Reproduce the listing that follows so that each line matches the original exactly.
--*--
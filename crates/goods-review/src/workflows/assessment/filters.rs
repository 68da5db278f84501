//! Line item predicates shared by the suggestion tool and reporting queries.

use super::domain::{Good, LineItem};
use crate::workflows::report_summary::Classification;

/// Controlled on the line, or unknown on the line and controlled on the good.
pub fn is_controlled(item: &LineItem, good: Option<&Good>) -> bool {
    match item.is_good_controlled {
        Some(controlled) => controlled,
        None => good.is_some_and(|good| good.is_good_controlled == Some(true)),
    }
}

/// Controlled, classified only by legacy free text.
pub fn is_unpopulated_controlled(item: &LineItem, good: Option<&Good>) -> bool {
    is_controlled(item, good)
        && matches!(item.classification, Some(Classification::Legacy { .. }))
}

/// Controlled, with a structured subject.
pub fn is_populated_controlled(item: &LineItem, good: Option<&Good>) -> bool {
    is_controlled(item, good)
        && matches!(
            item.classification,
            Some(Classification::Single { .. } | Classification::Multiple { .. })
        )
}
use std::net::SocketAddr;
use std::sync::Arc;

use anyhow::Context;
use socket2::{Domain, Protocol, Socket, Type};
use tokio::net::TcpListener;
use tracing::{debug, info, warn};

use crate::backend::channel::CommandChannel;
use crate::backend::resolver::ResourceResolver;
use crate::config::Config;
use crate::handlers::Handlers;
use crate::http::connection::Connection;

/// Pending-connection queue length passed to `listen`.
pub const LISTEN_BACKLOG: i32 = 10;

/// Accept loop spawning one task per connection.
pub struct Server<R, C> {
    listener: TcpListener,
    handlers: Arc<Handlers<R, C>>,
}

impl<R, C> Server<R, C>
where
    R: ResourceResolver,
    C: CommandChannel,
{
    /// Binds the configured address with `SO_REUSEADDR` set.
    pub async fn bind(cfg: &Config, resolver: R, channel: C) -> anyhow::Result<Self> {
        let addr: SocketAddr = cfg
            .server
            .listen_addr
            .parse()
            .with_context(|| format!("invalid listen address {:?}", cfg.server.listen_addr))?;

        let std_listener =
            bind_socket(addr).with_context(|| format!("failed to bind {}", addr))?;
        let listener = TcpListener::from_std(std_listener)?;

        let handlers = Handlers::new(resolver, channel, cfg.static_files.index.clone(), cfg.limits);

        Ok(Self {
            listener,
            handlers: Arc::new(handlers),
        })
    }

    pub fn local_addr(&self) -> std::io::Result<SocketAddr> {
        self.listener.local_addr()
    }

    /// Accepts connections until accepting fails.
    ///
    /// An accept error ends the loop and is returned; errors inside a
    /// connection are logged and stay with that connection.
    pub async fn run(self) -> anyhow::Result<()> {
        let local = self.local_addr()?;
        info!("httpd running on port {}", local.port());

        loop {
            let (socket, peer) = self.listener.accept().await.context("accept failed")?;
            debug!("Accepted connection from {}", peer);

            let handlers = Arc::clone(&self.handlers);
            tokio::spawn(async move {
                let mut conn = Connection::new(socket, handlers);
                if let Err(e) = conn.run().await {
                    warn!("Connection error from {}: {}", peer, e);
                }
            });
        }
    }
}

fn bind_socket(addr: SocketAddr) -> std::io::Result<std::net::TcpListener> {
    let socket = Socket::new(Domain::for_address(addr), Type::STREAM, Some(Protocol::TCP))?;

    socket.set_reuse_address(true)?;
    socket.bind(&addr.into())?;
    socket.listen(LISTEN_BACKLOG)?;
    socket.set_nonblocking(true)?;

    Ok(socket.into())
}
--*--
# RESULT OF THE EXERCISE
filename crates/goods-review/src/workflows/assessment/filters.rs
repository 68da5db278f84501
//! Line item predicates shared by the suggestion tool and reporting queries.

use super::domain::{Good, LineItem};
use crate::workflows::report_summary::Classification;

/// Controlled on the line, or unknown on the line and controlled on the good.
pub fn is_controlled(item: &LineItem, good: Option<&Good>) -> bool {
    match item.is_good_controlled {
        Some(controlled) => controlled,
        None => good.is_some_and(|good| good.is_good_controlled == Some(true)),
    }
}

/// Controlled, classified only by legacy free text.
pub fn is_unpopulated_controlled(item: &LineItem, good: Option<&Good>) -> bool {
    is_controlled(item, good)
        && matches!(item.classification, Some(Classification::Legacy { .. }))
}

/// Controlled, with a structured subject.
pub fn is_populated_controlled(item: &LineItem, good: Option<&Good>) -> bool {
    is_controlled(item, good)
        && matches!(
            item.classification,
            Some(Classification::Single { .. } | Classification::Multiple { .. })
        )
}
use std::net::SocketAddr;
use std::sync::Arc;

use anyhow::Context;
use socket2::{Domain, Protocol, Socket, Type};
use tokio::net::TcpListener;
use tracing::{debug, info, warn};

use crate::backend::channel::CommandChannel;
use crate::backend::resolver::ResourceResolver;
use crate::config::Config;
use crate::handlers::Handlers;
use crate::http::connection::Connection;

/// Pending-connection queue length passed to `listen`.
pub const LISTEN_BACKLOG: i32 = 10;

/// Accept loop spawning one task per connection.
pub struct Server<R, C> {
    listener: TcpListener,
    handlers: Arc<Handlers<R, C>>,
}

impl<R, C> Server<R, C>
where
    R: ResourceResolver,
    C: CommandChannel,
{
    /// Binds the configured address with `SO_REUSEADDR` set.
    pub async fn bind(cfg: &Config, resolver: R, channel: C) -> anyhow::Result<Self> {
        let addr: SocketAddr = cfg
            .server
            .listen_addr
            .parse()
            .with_context(|| format!("invalid listen address {:?}", cfg.server.listen_addr))?;

        let std_listener =
            bind_socket(addr).with_context(|| format!("failed to bind {}", addr))?;
        let listener = TcpListener::from_std(std_listener)?;

        let handlers = Handlers::new(resolver, channel, cfg.static_files.index.clone(), cfg.limits);

        Ok(Self {
            listener,
            handlers: Arc::new(handlers),
        })
    }

    pub fn local_addr(&self) -> std::io::Result<SocketAddr> {
        self.listener.local_addr()
    }

    /// Accepts connections until accepting fails.
    ///
    /// An accept error ends the loop and is returned; errors inside a
    /// connection are logged and stay with that connection.
    pub async fn run(self) -> anyhow::Result<()> {
        let local = self.local_addr()?;
        info!("httpd running on port {}", local.port());

        loop {
            let (socket, peer) = self.listener.accept().await.context("accept failed")?;
            debug!("Accepted connection from {}", peer);

            let handlers = Arc::clone(&self.handlers);
            tokio::spawn(async move {
                let mut conn = Connection::new(socket, handlers);
                if let Err(e) = conn.run().await {
                    warn!("Connection error from {}: {}", peer, e);
                }
            });
        }
    }
}

fn bind_socket(addr: SocketAddr) -> std::io::Result<std::net::TcpListener> {
    let socket = Socket::new(Domain::for_address(addr), Type::STREAM, Some(Protocol::TCP))?;

    socket.set_reuse_address(true)?;
    socket.bind(&addr.into())?;
    socket.listen(LISTEN_BACKLOG)?;
    socket.set_nonblocking(true)?;

    Ok(socket.into())
}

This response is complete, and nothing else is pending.